Bring together copies of the lines in the data below that contain the word "PgPool".

■ ■ ■

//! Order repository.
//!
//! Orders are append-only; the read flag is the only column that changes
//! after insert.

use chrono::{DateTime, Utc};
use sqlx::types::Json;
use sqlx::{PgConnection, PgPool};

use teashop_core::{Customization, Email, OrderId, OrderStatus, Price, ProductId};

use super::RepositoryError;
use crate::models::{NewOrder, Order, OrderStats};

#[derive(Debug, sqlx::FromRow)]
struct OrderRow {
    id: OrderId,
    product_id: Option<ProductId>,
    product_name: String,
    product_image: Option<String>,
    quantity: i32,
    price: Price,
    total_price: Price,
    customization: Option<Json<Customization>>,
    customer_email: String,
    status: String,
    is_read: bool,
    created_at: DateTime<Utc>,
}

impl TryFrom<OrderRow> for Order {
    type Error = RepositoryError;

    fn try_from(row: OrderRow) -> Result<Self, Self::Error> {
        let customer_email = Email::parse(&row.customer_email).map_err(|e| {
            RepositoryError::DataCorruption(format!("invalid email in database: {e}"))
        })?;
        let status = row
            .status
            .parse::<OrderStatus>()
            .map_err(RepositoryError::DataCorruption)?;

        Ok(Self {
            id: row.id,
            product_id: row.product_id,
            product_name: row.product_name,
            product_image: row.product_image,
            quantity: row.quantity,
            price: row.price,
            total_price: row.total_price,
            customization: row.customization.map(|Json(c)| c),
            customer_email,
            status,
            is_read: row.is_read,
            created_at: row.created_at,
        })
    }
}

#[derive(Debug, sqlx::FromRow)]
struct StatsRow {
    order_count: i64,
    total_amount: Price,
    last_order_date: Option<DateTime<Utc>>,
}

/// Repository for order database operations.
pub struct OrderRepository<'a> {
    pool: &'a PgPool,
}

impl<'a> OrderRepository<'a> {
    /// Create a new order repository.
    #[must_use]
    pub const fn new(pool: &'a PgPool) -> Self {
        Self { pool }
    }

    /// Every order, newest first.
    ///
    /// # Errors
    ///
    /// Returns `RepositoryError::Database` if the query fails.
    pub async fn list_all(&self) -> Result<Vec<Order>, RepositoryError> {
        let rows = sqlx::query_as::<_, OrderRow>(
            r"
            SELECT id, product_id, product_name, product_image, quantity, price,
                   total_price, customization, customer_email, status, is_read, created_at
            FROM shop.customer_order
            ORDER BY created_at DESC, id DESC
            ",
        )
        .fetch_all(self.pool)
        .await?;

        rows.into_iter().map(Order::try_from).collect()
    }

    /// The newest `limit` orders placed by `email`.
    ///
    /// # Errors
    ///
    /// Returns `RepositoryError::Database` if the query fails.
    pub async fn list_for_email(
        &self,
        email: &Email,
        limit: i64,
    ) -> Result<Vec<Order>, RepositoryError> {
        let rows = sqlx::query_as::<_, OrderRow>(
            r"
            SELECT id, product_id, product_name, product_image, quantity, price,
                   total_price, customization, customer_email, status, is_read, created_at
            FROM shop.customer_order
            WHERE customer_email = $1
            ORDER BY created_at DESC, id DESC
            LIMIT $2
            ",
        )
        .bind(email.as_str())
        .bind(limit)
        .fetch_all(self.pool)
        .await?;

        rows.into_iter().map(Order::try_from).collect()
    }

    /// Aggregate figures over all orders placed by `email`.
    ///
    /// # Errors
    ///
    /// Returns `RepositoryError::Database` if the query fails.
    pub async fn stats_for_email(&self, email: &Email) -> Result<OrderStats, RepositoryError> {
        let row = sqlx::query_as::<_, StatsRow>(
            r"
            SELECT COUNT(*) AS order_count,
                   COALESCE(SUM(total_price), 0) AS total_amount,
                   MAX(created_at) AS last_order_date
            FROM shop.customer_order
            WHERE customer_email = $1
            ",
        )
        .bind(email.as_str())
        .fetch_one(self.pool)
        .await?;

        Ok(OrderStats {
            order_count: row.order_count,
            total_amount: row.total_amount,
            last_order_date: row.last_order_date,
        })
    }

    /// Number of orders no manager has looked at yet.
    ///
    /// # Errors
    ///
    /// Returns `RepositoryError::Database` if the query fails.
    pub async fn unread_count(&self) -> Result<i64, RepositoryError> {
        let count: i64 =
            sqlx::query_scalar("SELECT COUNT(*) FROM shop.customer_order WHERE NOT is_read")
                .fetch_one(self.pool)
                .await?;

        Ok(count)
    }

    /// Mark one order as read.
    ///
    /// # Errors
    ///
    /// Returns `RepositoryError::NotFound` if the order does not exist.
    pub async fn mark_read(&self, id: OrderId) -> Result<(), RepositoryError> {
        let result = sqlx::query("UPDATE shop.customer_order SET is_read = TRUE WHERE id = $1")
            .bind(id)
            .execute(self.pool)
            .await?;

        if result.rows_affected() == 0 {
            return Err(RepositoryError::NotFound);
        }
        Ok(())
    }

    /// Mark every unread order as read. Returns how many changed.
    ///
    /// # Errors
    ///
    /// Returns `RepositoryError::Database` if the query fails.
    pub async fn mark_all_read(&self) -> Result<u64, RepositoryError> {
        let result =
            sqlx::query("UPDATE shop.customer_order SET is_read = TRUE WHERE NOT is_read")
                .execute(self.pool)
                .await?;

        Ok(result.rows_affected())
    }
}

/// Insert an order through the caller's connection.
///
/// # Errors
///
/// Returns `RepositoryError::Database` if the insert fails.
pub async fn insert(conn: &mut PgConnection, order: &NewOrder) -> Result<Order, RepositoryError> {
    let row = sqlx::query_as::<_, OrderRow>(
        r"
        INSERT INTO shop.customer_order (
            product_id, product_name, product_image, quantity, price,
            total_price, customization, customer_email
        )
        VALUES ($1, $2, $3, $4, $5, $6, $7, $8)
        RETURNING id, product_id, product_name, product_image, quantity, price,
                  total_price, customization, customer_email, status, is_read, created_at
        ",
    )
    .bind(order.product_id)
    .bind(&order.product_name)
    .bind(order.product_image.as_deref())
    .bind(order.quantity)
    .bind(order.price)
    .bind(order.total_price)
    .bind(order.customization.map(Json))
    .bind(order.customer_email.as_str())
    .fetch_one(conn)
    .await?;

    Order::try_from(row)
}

■ ■ ■

**YOUR SOLUTION**
use sqlx::{PgConnection, PgPool};
    pool: &'a PgPool,
    pub const fn new(pool: &'a PgPool) -> Self {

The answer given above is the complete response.